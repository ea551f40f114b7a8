//! A single running app-server child session.
//!
//! [`ChildSession`] owns everything the gateway knows about one child: the
//! serialized stdin writer, the outstanding-call map, the correlation-id
//! counter, the set of thread ids routed to it, its initialize state, and
//! the process handle kept for force-kill. The supervisor owns the stdout
//! reader task and calls back into the session when frames arrive.

use std::collections::HashSet;
use std::sync::atomic::{AtomicBool, AtomicU64, Ordering};
use std::sync::Arc;
use std::sync::Mutex as StdMutex;
use std::time::Duration;

use serde_json::{json, Value};
use tokio::process::Child;
use tokio::sync::{oneshot, Mutex, OnceCell};

use crate::calls::{CallWaiter, PendingCalls, FIRST_CALL_ID};
use crate::error::GatewayError;
use crate::transport::{write_frame, SharedStdin};

/// One running child and its in-flight state.
pub struct ChildSession {
    id: u64,
    stdin: SharedStdin,
    /// Guarded by a plain mutex: map operations never hold it across an
    /// await, and synchronous access lets call cancellation clean up from
    /// a `Drop` impl.
    pending: StdMutex<PendingCalls>,
    next_call_id: AtomicU64,
    /// Resolved exactly once with the child's `initialize` result.
    initialized: OnceCell<Value>,
    threads: StdMutex<HashSet<String>>,
    alive: AtomicBool,
    process: Arc<Mutex<Option<Child>>>,
}

/// Removes an abandoned waiter when a call future is dropped before it
/// resolved — timeout, write failure, or the HTTP client going away.
struct WaiterGuard<'a> {
    pending: &'a StdMutex<PendingCalls>,
    id: u64,
    armed: bool,
}

impl Drop for WaiterGuard<'_> {
    fn drop(&mut self) {
        if self.armed {
            self.pending
                .lock()
                .expect("pending mutex poisoned")
                .abandon(self.id);
        }
    }
}

impl std::fmt::Debug for ChildSession {
    fn fmt(&self, f: &mut std::fmt::Formatter<'_>) -> std::fmt::Result {
        f.debug_struct("ChildSession")
            .field("id", &self.id)
            .field("alive", &self.alive.load(Ordering::Relaxed))
            .finish()
    }
}

impl ChildSession {
    /// Wrap freshly spawned child I/O into a session record.
    pub fn new(id: u64, stdin: SharedStdin, process: Arc<Mutex<Option<Child>>>) -> Arc<Self> {
        Arc::new(Self {
            id,
            stdin,
            pending: StdMutex::new(PendingCalls::default()),
            next_call_id: AtomicU64::new(FIRST_CALL_ID),
            initialized: OnceCell::new(),
            threads: StdMutex::new(HashSet::new()),
            alive: AtomicBool::new(true),
            process,
        })
    }

    /// Monotonic session id, unique within this server process.
    pub fn id(&self) -> u64 {
        self.id
    }

    /// Whether the child is still believed to be running.
    pub fn is_alive(&self) -> bool {
        self.alive.load(Ordering::SeqCst)
    }

    /// Mark the child as exited. Idempotent; returns whether this call made
    /// the transition.
    pub fn mark_dead(&self) -> bool {
        self.alive.swap(false, Ordering::SeqCst)
    }

    /// The one-shot cell tracking the child's `initialize` handshake.
    pub fn initialized(&self) -> &OnceCell<Value> {
        &self.initialized
    }

    /// Record that `thread_id` is routed to this session. Idempotent.
    pub fn bind_thread(&self, thread_id: &str) {
        self.threads
            .lock()
            .expect("thread set mutex poisoned")
            .insert(thread_id.to_string());
    }

    /// When exactly one thread is bound, return it. Used to target
    /// server-initiated requests that omit `params.threadId`.
    pub fn single_thread(&self) -> Option<String> {
        let threads = self.threads.lock().expect("thread set mutex poisoned");
        if threads.len() == 1 {
            threads.iter().next().cloned()
        } else {
            None
        }
    }

    /// Write an arbitrary frame to the child.
    ///
    /// # Errors
    ///
    /// [`GatewayError::TransportClosed`] when the child has exited or the
    /// pipe write fails.
    pub async fn send(&self, frame: &Value) -> Result<(), GatewayError> {
        if !self.is_alive() {
            return Err(GatewayError::TransportClosed);
        }
        write_frame(&self.stdin, frame)
            .await
            .map_err(|_| GatewayError::TransportClosed)
    }

    /// Perform one RPC round-trip: register a waiter, write the request
    /// frame, await the response frame up to `timeout`.
    ///
    /// Returns the child's full response frame (the caller splits
    /// `result` from `error`). If the returned future is dropped before it
    /// resolves — the HTTP client cancelled — the waiter is removed from
    /// the map without touching the child.
    ///
    /// # Errors
    ///
    /// - [`GatewayError::TransportClosed`] — child already exited, the
    ///   write failed, or the child exited while the call was in flight.
    /// - [`GatewayError::RpcTimeout`] — no matching response within
    ///   `timeout`; the waiter is removed from the map.
    pub async fn call(
        &self,
        method: &str,
        params: Value,
        timeout: Duration,
    ) -> Result<Value, GatewayError> {
        if !self.is_alive() {
            return Err(GatewayError::TransportClosed);
        }

        let id = self.next_call_id.fetch_add(1, Ordering::SeqCst);
        let (tx, rx) = oneshot::channel();
        self.pending
            .lock()
            .expect("pending mutex poisoned")
            .insert(id, method.to_string(), tx);
        let mut guard = WaiterGuard {
            pending: &self.pending,
            id,
            armed: true,
        };

        let frame = if params.is_null() {
            json!({ "id": id, "method": method })
        } else {
            json!({ "id": id, "method": method, "params": params })
        };
        self.send(&frame).await?;

        match tokio::time::timeout(timeout, rx).await {
            Ok(Ok(response)) => {
                // The classifier already removed the waiter.
                guard.armed = false;
                Ok(response)
            }
            Ok(Err(_)) => {
                // Sender dropped: the child exited and fail_all_calls ran.
                guard.armed = false;
                Err(GatewayError::TransportClosed)
            }
            Err(_) => {
                tracing::warn!(session = self.id, method, "RPC timed out");
                Err(GatewayError::RpcTimeout(method.to_string()))
            }
        }
    }

    /// Whether `id` is an outstanding client call on this session.
    pub fn has_pending(&self, id: u64) -> bool {
        self.pending
            .lock()
            .expect("pending mutex poisoned")
            .contains(id)
    }

    /// Remove and return the waiter for a response frame's id.
    pub fn take_waiter(&self, id: u64) -> Option<CallWaiter> {
        self.pending
            .lock()
            .expect("pending mutex poisoned")
            .complete(id)
    }

    /// Reject every outstanding call. Returns how many were rejected.
    pub fn fail_all_calls(&self) -> usize {
        self.pending
            .lock()
            .expect("pending mutex poisoned")
            .fail_all()
    }

    /// Gracefully stop the child: close its stdin, give it `grace` to exit
    /// on its own, then kill it.
    pub async fn shutdown(&self, grace: Duration) {
        self.alive.store(false, Ordering::SeqCst);

        // Closing stdin signals EOF; a well-behaved child exits promptly.
        {
            let mut stdin = self.stdin.lock().await;
            let _ = tokio::io::AsyncWriteExt::shutdown(&mut *stdin).await;
        }

        let child = self.process.lock().await.take();
        if let Some(mut child) = child {
            match tokio::time::timeout(grace, child.wait()).await {
                Ok(Ok(status)) => {
                    tracing::debug!(session = self.id, %status, "app-server exited on its own");
                }
                Ok(Err(e)) => {
                    tracing::warn!(session = self.id, "error waiting for app-server: {e}");
                }
                Err(_) => {
                    tracing::warn!(session = self.id, "app-server ignored stdin EOF, killing");
                    let _ = child.kill().await;
                }
            }
        }
    }

    /// Collect the child's exit status after its stdout closed. Used by the
    /// supervisor's exit path for diagnostics.
    pub async fn reap(&self) -> Option<std::process::ExitStatus> {
        let child = self.process.lock().await.take();
        match child {
            Some(mut child) => child.wait().await.ok(),
            None => None,
        }
    }
}

#[cfg(test)]
mod tests {
    use super::*;
    use crate::transport::{AppServerTransport, MockTransport};

    async fn mock_session() -> (Arc<ChildSession>, crate::transport::MockChild) {
        let (transport, mut children) = MockTransport::new();
        let io = transport.spawn().await.unwrap();
        let session = ChildSession::new(1, io.stdin, io.process);
        let child = children.recv().await.unwrap();
        (session, child)
    }

    #[tokio::test]
    async fn call_ids_start_at_one_million_and_increment() {
        let (session, mut child) = mock_session().await;

        // Resolve each call as soon as the request frame shows up.
        let resolver = {
            let session = Arc::clone(&session);
            tokio::spawn(async move {
                for _ in 0..2 {
                    let line = child.requests.recv().await.unwrap();
                    let frame: Value = serde_json::from_str(&line).unwrap();
                    let id = frame["id"].as_u64().unwrap();
                    let waiter = session.take_waiter(id).unwrap();
                    let _ = waiter.tx.send(json!({"id": id, "result": {"echo": id}}));
                }
            })
        };

        let r1 = session
            .call("a", Value::Null, Duration::from_secs(5))
            .await
            .unwrap();
        let r2 = session
            .call("b", Value::Null, Duration::from_secs(5))
            .await
            .unwrap();
        resolver.await.unwrap();

        assert_eq!(r1["result"]["echo"], FIRST_CALL_ID);
        assert_eq!(r2["result"]["echo"], FIRST_CALL_ID + 1);
    }

    #[tokio::test]
    async fn call_times_out_and_removes_waiter() {
        let (session, _child) = mock_session().await;
        let err = session
            .call("slow/op", json!({}), Duration::from_millis(20))
            .await
            .unwrap_err();
        assert!(matches!(err, GatewayError::RpcTimeout(m) if m == "slow/op"));
        assert_eq!(session.fail_all_calls(), 0);
    }

    #[tokio::test]
    async fn fail_all_rejects_in_flight_call_as_transport_closed() {
        let (session, mut child) = mock_session().await;

        let call = {
            let session = Arc::clone(&session);
            tokio::spawn(async move {
                session
                    .call("turn/start", json!({}), Duration::from_secs(5))
                    .await
            })
        };
        // Wait until the frame is written (waiter registered), then fail.
        let _ = child.requests.recv().await.unwrap();
        session.mark_dead();
        session.fail_all_calls();

        let err = call.await.unwrap().unwrap_err();
        assert!(matches!(err, GatewayError::TransportClosed));
    }

    #[tokio::test]
    async fn send_after_death_is_transport_closed() {
        let (session, _child) = mock_session().await;
        session.mark_dead();
        let err = session.send(&json!({"id": 1})).await.unwrap_err();
        assert!(matches!(err, GatewayError::TransportClosed));
    }

    #[tokio::test]
    async fn single_thread_only_when_exactly_one_bound() {
        let (session, _child) = mock_session().await;
        assert!(session.single_thread().is_none());
        session.bind_thread("t1");
        assert_eq!(session.single_thread().as_deref(), Some("t1"));
        session.bind_thread("t1"); // idempotent
        assert_eq!(session.single_thread().as_deref(), Some("t1"));
        session.bind_thread("t2");
        assert!(session.single_thread().is_none());
    }

    #[tokio::test]
    async fn mark_dead_reports_transition_once() {
        let (session, _child) = mock_session().await;
        assert!(session.mark_dead(), "first call observes the live->dead edge");
        assert!(!session.mark_dead(), "second call is a no-op");
    }
}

┄┄┄┄┄┄┄┄┄┄

__Work instructions__:
Return only the lines between the one holding "Some(mut child) =>" and the one holding "async fn mock_session()", inclusive, exactly as they appear above.

__Result__:
            Some(mut child) => child.wait().await.ok(),
            None => None,
        }
    }
}

#[cfg(test)]
mod tests {
    use super::*;
    use crate::transport::{AppServerTransport, MockTransport};

    async fn mock_session() -> (Arc<ChildSession>, crate::transport::MockChild) {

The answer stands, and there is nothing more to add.